__Action item__.
Only lines that contain the string "barline" should be returned from the material below.

__Dataset records__.
fn parse_notations(node: Node) -> Notations {
    let mut notations = Notations::default();
    for child in elements(node) {
        let item = match child.tag_name().name() {
            "tied" => attr_string(child, "type")
                .as_deref()
                .and_then(StartStopContinue::from_name)
                .map(|tied_type| Notation::Tied { tied_type }),
            "slur" => attr_string(child, "type")
                .as_deref()
                .and_then(StartStopContinue::from_name)
                .map(|slur_type| Notation::Slur {
                    slur_type,
                    number: attr_value(child, "number").unwrap_or(1),
                    placed: placed(child),
                }),
            "tuplet" => attr_string(child, "type")
                .as_deref()
                .and_then(StartStop::from_name)
                .map(|tuplet_type| Notation::Tuplet {
                    tuplet_type,
                    number: attr_value(child, "number"),
                    bracket: attr_yes_no(child, "bracket"),
                }),
            "glissando" => attr_string(child, "type")
                .as_deref()
                .and_then(StartStop::from_name)
                .map(|gliss_type| Notation::Glissando {
                    gliss_type,
                    text: get_text(child),
                }),
            "fermata" => Some(Notation::Fermata {
                shape: get_text(child),
                inverted: attr_string(child, "type").as_deref() == Some("inverted"),
            }),
            "arpeggiate" => Some(Notation::Arpeggiate {
                direction: attr_string(child, "direction")
                    .as_deref()
                    .and_then(UpDown::from_name),
            }),
            "ornaments" => Some(Notation::Ornaments(parse_ornaments(child))),
            "articulations" => Some(Notation::Articulations(parse_articulations(child))),
            "technical" => Some(Notation::Technical(parse_technical(child))),
            other => {
                debug!("skipping notation <{}>", other);
                None
            }
        };
        if let Some(item) = item {
            notations.items.push(item);
        }
    }
    notations
}

fn parse_ornaments(node: Node) -> Vec<Ornament> {
    let mut ornaments = Vec::new();
    for child in elements(node) {
        let ornament = match child.tag_name().name() {
            "trill-mark" => Some(Ornament::TrillMark(placed(child))),
            "turn" => Some(Ornament::Turn(placed(child))),
            "delayed-turn" => Some(Ornament::DelayedTurn(placed(child))),
            "inverted-turn" => Some(Ornament::InvertedTurn(placed(child))),
            "shake" => Some(Ornament::Shake(placed(child))),
            "wavy-line" => attr_string(child, "type")
                .as_deref()
                .and_then(StartStopContinue::from_name)
                .map(|line_type| Ornament::WavyLine {
                    line_type,
                    placed: placed(child),
                }),
            "mordent" => Some(Ornament::Mordent(MordentAttrs {
                placed: placed(child),
                long: attr_yes_no(child, "long").unwrap_or(false),
            })),
            "inverted-mordent" => Some(Ornament::InvertedMordent(MordentAttrs {
                placed: placed(child),
                long: attr_yes_no(child, "long").unwrap_or(false),
            })),
            "schleifer" => Some(Ornament::Schleifer(placed(child))),
            "tremolo" => get_text(child)
                .and_then(|marks| marks.parse().ok())
                .map(|marks| Ornament::Tremolo { marks }),
            "accidental-mark" => get_text(child).map(Ornament::AccidentalMark),
            other => {
                debug!("skipping ornament <{}>", other);
                None
            }
        };
        if let Some(ornament) = ornament {
            ornaments.push(ornament);
        }
    }
    ornaments
}

fn parse_articulations(node: Node) -> Vec<Articulation> {
    let mut articulations = Vec::new();
    for child in elements(node) {
        let articulation = match child.tag_name().name() {
            "accent" => Some(Articulation::Accent(placed(child))),
            "strong-accent" => Some(Articulation::StrongAccent {
                placed: placed(child),
                direction: attr_string(child, "type")
                    .as_deref()
                    .and_then(UpDown::from_name)
                    .unwrap_or(UpDown::Up),
            }),
            "staccato" => Some(Articulation::Staccato(placed(child))),
            "tenuto" => Some(Articulation::Tenuto(placed(child))),
            "detached-legato" => Some(Articulation::DetachedLegato(placed(child))),
            "staccatissimo" => Some(Articulation::Staccatissimo(placed(child))),
            "spiccato" => Some(Articulation::Spiccato(placed(child))),
            "scoop" => Some(Articulation::Scoop(placed(child))),
            "plop" => Some(Articulation::Plop(placed(child))),
            "doit" => Some(Articulation::Doit(placed(child))),
            "falloff" => Some(Articulation::Falloff(placed(child))),
            "breath-mark" => Some(Articulation::BreathMark(placed(child))),
            "caesura" => Some(Articulation::Caesura(placed(child))),
            "stress" => Some(Articulation::Stress(placed(child))),
            "unstress" => Some(Articulation::Unstress(placed(child))),
            other => {
                debug!("skipping articulation <{}>", other);
                None
            }
        };
        if let Some(articulation) = articulation {
            articulations.push(articulation);
        }
    }
    articulations
}

fn parse_technical(node: Node) -> Vec<Technical> {
    let mut technical = Vec::new();
    for child in elements(node) {
        let item = match child.tag_name().name() {
            "up-bow" => Some(Technical::UpBow(placed(child))),
            "down-bow" => Some(Technical::DownBow(placed(child))),
            "harmonic" => Some(Technical::Harmonic(placed(child))),
            "open-string" => Some(Technical::OpenString(placed(child))),
            "thumb-position" => Some(Technical::ThumbPosition(placed(child))),
            "fingering" => Some(Technical::Fingering {
                text: get_text(child).unwrap_or_default(),
                substitution: attr_yes_no(child, "substitution").unwrap_or(false),
            }),
            "pluck" => Some(Technical::Pluck(get_text(child).unwrap_or_default())),
            "double-tongue" => Some(Technical::DoubleTongue(placed(child))),
            "triple-tongue" => Some(Technical::TripleTongue(placed(child))),
            "stopped" => Some(Technical::Stopped(placed(child))),
            "snap-pizzicato" => Some(Technical::SnapPizzicato(placed(child))),
            "fret" => get_text(child).and_then(|v| v.parse().ok()).map(Technical::Fret),
            "string" => get_text(child)
                .and_then(|v| v.parse().ok())
                .map(Technical::StringNumber),
            "heel" => Some(Technical::Heel(placed(child))),
            "toe" => Some(Technical::Toe(placed(child))),
            "fingernails" => Some(Technical::Fingernails(placed(child))),
            other => {
                debug!("skipping technical mark <{}>", other);
                None
            }
        };
        if let Some(item) = item {
            technical.push(item);
        }
    }
    technical
}
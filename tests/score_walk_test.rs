// Loads a two-part score from XML, re-serializes it, then walks every part
// collecting the MIDI value of each staff-1 note.

use partwise::models::score::ScorePartwise;

const CANTUS: &str = r#"<?xml version="1.0" encoding="UTF-8"?>
<!DOCTYPE score-partwise PUBLIC "-//Recordare//DTD MusicXML 2.0 Partwise//EN" "http://www.musicxml.org/dtds/partwise.dtd">
<score-partwise version="2.0">
  <work>
    <work-title>Cantus Firmus</work-title>
  </work>
  <identification>
    <creator type="composer">Anonymous</creator>
    <encoding>
      <software>partwise</software>
    </encoding>
  </identification>
  <part-list>
    <score-part id="P1">
      <part-name>Cantus</part-name>
    </score-part>
    <score-part id="P2">
      <part-name>Organ</part-name>
    </score-part>
  </part-list>
  <part id="P1">
    <measure number="1">
      <attributes>
        <divisions>1</divisions>
        <key><fifths>0</fifths><mode>major</mode></key>
        <time><beats>4</beats><beat-type>4</beat-type></time>
        <clef><sign>G</sign><line>2</line></clef>
      </attributes>
      <note>
        <pitch><step>D</step><octave>4</octave></pitch>
        <duration>4</duration>
        <voice>1</voice>
        <type>whole</type>
        <staff>1</staff>
      </note>
    </measure>
    <measure number="2">
      <note>
        <pitch><step>F</step><octave>4</octave></pitch>
        <duration>4</duration>
        <voice>1</voice>
        <type>whole</type>
        <staff>1</staff>
      </note>
    </measure>
    <measure number="3">
      <note>
        <pitch><step>E</step><octave>4</octave></pitch>
        <duration>4</duration>
        <voice>1</voice>
        <type>whole</type>
        <staff>1</staff>
      </note>
    </measure>
  </part>
  <part id="P2">
    <measure number="1">
      <attributes>
        <divisions>1</divisions>
        <staves>2</staves>
        <clef number="1"><sign>G</sign><line>2</line></clef>
        <clef number="2"><sign>F</sign><line>4</line></clef>
      </attributes>
      <note>
        <pitch><step>A</step><octave>3</octave></pitch>
        <duration>4</duration>
        <voice>1</voice>
        <staff>1</staff>
      </note>
      <backup>
        <duration>4</duration>
      </backup>
      <note>
        <pitch><step>D</step><octave>3</octave></pitch>
        <duration>4</duration>
        <voice>2</voice>
        <staff>2</staff>
      </note>
    </measure>
  </part>
</score-partwise>"#;

fn staff_one_midi(score: &ScorePartwise) -> Vec<i32> {
    let mut values = Vec::new();
    for part in &score.parts {
        for measure in &part.measures {
            for note in measure.notes() {
                if note.staff.as_deref() == Some("1") {
                    if let Some(midi) = note.midi() {
                        values.push(midi);
                    }
                }
            }
        }
    }
    values
}

#[test]
fn test_staff_one_midi_walk() {
    let score = ScorePartwise::from_xml(CANTUS).expect("cantus should parse");
    // D4 F4 E4 from the cantus, then A3 from the organ's upper staff;
    // the staff-2 D3 is excluded
    assert_eq!(staff_one_midi(&score), vec![62, 65, 64, 57]);
}

#[test]
fn test_reserialized_score_walks_the_same() {
    let score = ScorePartwise::from_xml(CANTUS).unwrap();
    let reloaded = ScorePartwise::from_xml(&score.to_xml()).unwrap();
    assert_eq!(staff_one_midi(&reloaded), staff_one_midi(&score));
    assert_eq!(reloaded.work.as_ref().unwrap().work_title.as_deref(), Some("Cantus Firmus"));
}

#[test]
fn test_header_metadata_round_trips() {
    let score = ScorePartwise::from_xml(CANTUS).unwrap();
    let reloaded = ScorePartwise::from_xml(&score.to_xml()).unwrap();

    let identification = reloaded.identification.as_ref().unwrap();
    assert_eq!(identification.creators[0].creator_type.as_deref(), Some("composer"));
    assert_eq!(identification.creators[0].name, "Anonymous");

    let ids: Vec<&str> = reloaded.part_list.score_parts().map(|p| p.id.as_str()).collect();
    assert_eq!(ids, vec!["P1", "P2"]);
}
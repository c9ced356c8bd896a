//! Data model for partwise score documents
//!
//! The graph runs `ScorePartwise` → `Part` → `Measure` → measure entries.
//! Measure entries and note payloads are tagged enums; order inside a
//! measure is part of the data.

pub mod attributes;
pub mod barline;
pub mod common;
pub mod direction;
pub mod harmony;
pub mod layout;
pub mod measure;
pub mod notations;
pub mod note;
pub mod score;

// Re-export commonly used types
pub use measure::{Backup, Forward, Measure, MeasureEntry, Part};
pub use note::{Note, NoteKind, Pitch, Step};
pub use score::{PartList, PartListEntry, ScorePart, ScorePartwise};
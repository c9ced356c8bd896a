//! Typed object model for MusicXML "partwise" scores
//!
//! The crate has three layers:
//!
//! - **models**: the score graph (`ScorePartwise` → `Part` → `Measure` →
//!   measure entries), where each measure holds an ordered heterogeneous
//!   sequence of entries and a note is a tagged pitched/rest/unpitched value.
//! - **theory**: pitch ↔ MIDI mapping and interval classification.
//! - **xml**: MusicXML 2.0 partwise reading and writing.

pub mod error;
pub mod models;
pub mod theory;
pub mod xml;

// Re-export the types most callers need
pub use error::{Error, Result};
pub use models::measure::{Backup, Forward, Measure, MeasureEntry, Part};
pub use models::note::{Note, NoteKind, Pitch, Step};
pub use models::score::ScorePartwise;
pub use theory::interval::{Interval, Quality};
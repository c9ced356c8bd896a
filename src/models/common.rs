//! Small enumerations shared by several element families
//!
//! Each enum mirrors a MusicXML attribute value set. The `name`/`from_name`
//! pairs are what the XML layer reads and writes; unknown names are handled
//! at the call site, not here.

use serde::{Deserialize, Serialize};

/// Vertical placement relative to the staff.
#[derive(Debug, Clone, Copy, PartialEq, Eq, Serialize, Deserialize)]
pub enum Placement {
    Above,
    Below,
}

impl Placement {
    pub fn name(self) -> &'static str {
        match self {
            Placement::Above => "above",
            Placement::Below => "below",
        }
    }

    pub fn from_name(s: &str) -> Option<Placement> {
        match s {
            "above" => Some(Placement::Above),
            "below" => Some(Placement::Below),
            _ => None,
        }
    }
}

/// Paired begin/end marker used by ties, slurs, wedges and friends.
#[derive(Debug, Clone, Copy, PartialEq, Eq, Serialize, Deserialize)]
pub enum StartStop {
    Start,
    Stop,
}

impl StartStop {
    pub fn name(self) -> &'static str {
        match self {
            StartStop::Start => "start",
            StartStop::Stop => "stop",
        }
    }

    pub fn from_name(s: &str) -> Option<StartStop> {
        match s {
            "start" => Some(StartStop::Start),
            "stop" => Some(StartStop::Stop),
            _ => None,
        }
    }
}

/// Begin/end marker with a middle state, for elements that may span.
#[derive(Debug, Clone, Copy, PartialEq, Eq, Serialize, Deserialize)]
pub enum StartStopContinue {
    Start,
    Stop,
    Continue,
}

impl StartStopContinue {
    pub fn name(self) -> &'static str {
        match self {
            StartStopContinue::Start => "start",
            StartStopContinue::Stop => "stop",
            StartStopContinue::Continue => "continue",
        }
    }

    pub fn from_name(s: &str) -> Option<StartStopContinue> {
        match s {
            "start" => Some(StartStopContinue::Start),
            "stop" => Some(StartStopContinue::Stop),
            "continue" => Some(StartStopContinue::Continue),
            _ => None,
        }
    }
}

/// Start/stop marker that also allows a self-contained single occurrence.
#[derive(Debug, Clone, Copy, PartialEq, Eq, Serialize, Deserialize)]
pub enum StartStopSingle {
    Start,
    Stop,
    Single,
}

impl StartStopSingle {
    pub fn name(self) -> &'static str {
        match self {
            StartStopSingle::Start => "start",
            StartStopSingle::Stop => "stop",
            StartStopSingle::Single => "single",
        }
    }

    pub fn from_name(s: &str) -> Option<StartStopSingle> {
        match s {
            "start" => Some(StartStopSingle::Start),
            "stop" => Some(StartStopSingle::Stop),
            "single" => Some(StartStopSingle::Single),
            _ => None,
        }
    }
}

#[derive(Debug, Clone, Copy, PartialEq, Eq, Serialize, Deserialize)]
pub enum UpDown {
    Up,
    Down,
}

impl UpDown {
    pub fn name(self) -> &'static str {
        match self {
            UpDown::Up => "up",
            UpDown::Down => "down",
        }
    }

    pub fn from_name(s: &str) -> Option<UpDown> {
        match s {
            "up" => Some(UpDown::Up),
            "down" => Some(UpDown::Down),
            _ => None,
        }
    }
}

/// Repeat direction at a barline.
#[derive(Debug, Clone, Copy, PartialEq, Eq, Serialize, Deserialize)]
pub enum BackwardForward {
    Backward,
    Forward,
}

impl BackwardForward {
    pub fn name(self) -> &'static str {
        match self {
            BackwardForward::Backward => "backward",
            BackwardForward::Forward => "forward",
        }
    }

    pub fn from_name(s: &str) -> Option<BackwardForward> {
        match s {
            "backward" => Some(BackwardForward::Backward),
            "forward" => Some(BackwardForward::Forward),
            _ => None,
        }
    }
}

/// Key signature mode.
#[derive(Debug, Clone, Copy, PartialEq, Eq, Serialize, Deserialize)]
pub enum Mode {
    Major,
    Minor,
    Dorian,
    Phrygian,
    Lydian,
    Mixolydian,
    Aeolian,
    Ionian,
    Locrian,
}

impl Mode {
    pub fn name(self) -> &'static str {
        match self {
            Mode::Major => "major",
            Mode::Minor => "minor",
            Mode::Dorian => "dorian",
            Mode::Phrygian => "phrygian",
            Mode::Lydian => "lydian",
            Mode::Mixolydian => "mixolydian",
            Mode::Aeolian => "aeolian",
            Mode::Ionian => "ionian",
            Mode::Locrian => "locrian",
        }
    }

    pub fn from_name(s: &str) -> Option<Mode> {
        match s {
            "major" => Some(Mode::Major),
            "minor" => Some(Mode::Minor),
            "dorian" => Some(Mode::Dorian),
            "phrygian" => Some(Mode::Phrygian),
            "lydian" => Some(Mode::Lydian),
            "mixolydian" => Some(Mode::Mixolydian),
            "aeolian" => Some(Mode::Aeolian),
            "ionian" => Some(Mode::Ionian),
            "locrian" => Some(Mode::Locrian),
            _ => None,
        }
    }
}

/// Font selection carried by defaults and credits.
#[derive(Debug, Clone, Default, PartialEq, Serialize, Deserialize)]
pub struct Font {
    pub font_family: Option<String>,
    pub font_size: Option<String>,
}

#[cfg(test)]
mod tests {
    use super::*;

    #[test]
    fn test_name_round_trips() {
        for v in [Placement::Above, Placement::Below] {
            assert_eq!(Placement::from_name(v.name()), Some(v));
        }
        for v in [StartStop::Start, StartStop::Stop] {
            assert_eq!(StartStop::from_name(v.name()), Some(v));
        }
        assert_eq!(Mode::from_name("major"), Some(Mode::Major));
        assert_eq!(Mode::from_name("xyz"), None);
    }
}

__Completed task__.
pub mod barline;
/// Repeat direction at a barline.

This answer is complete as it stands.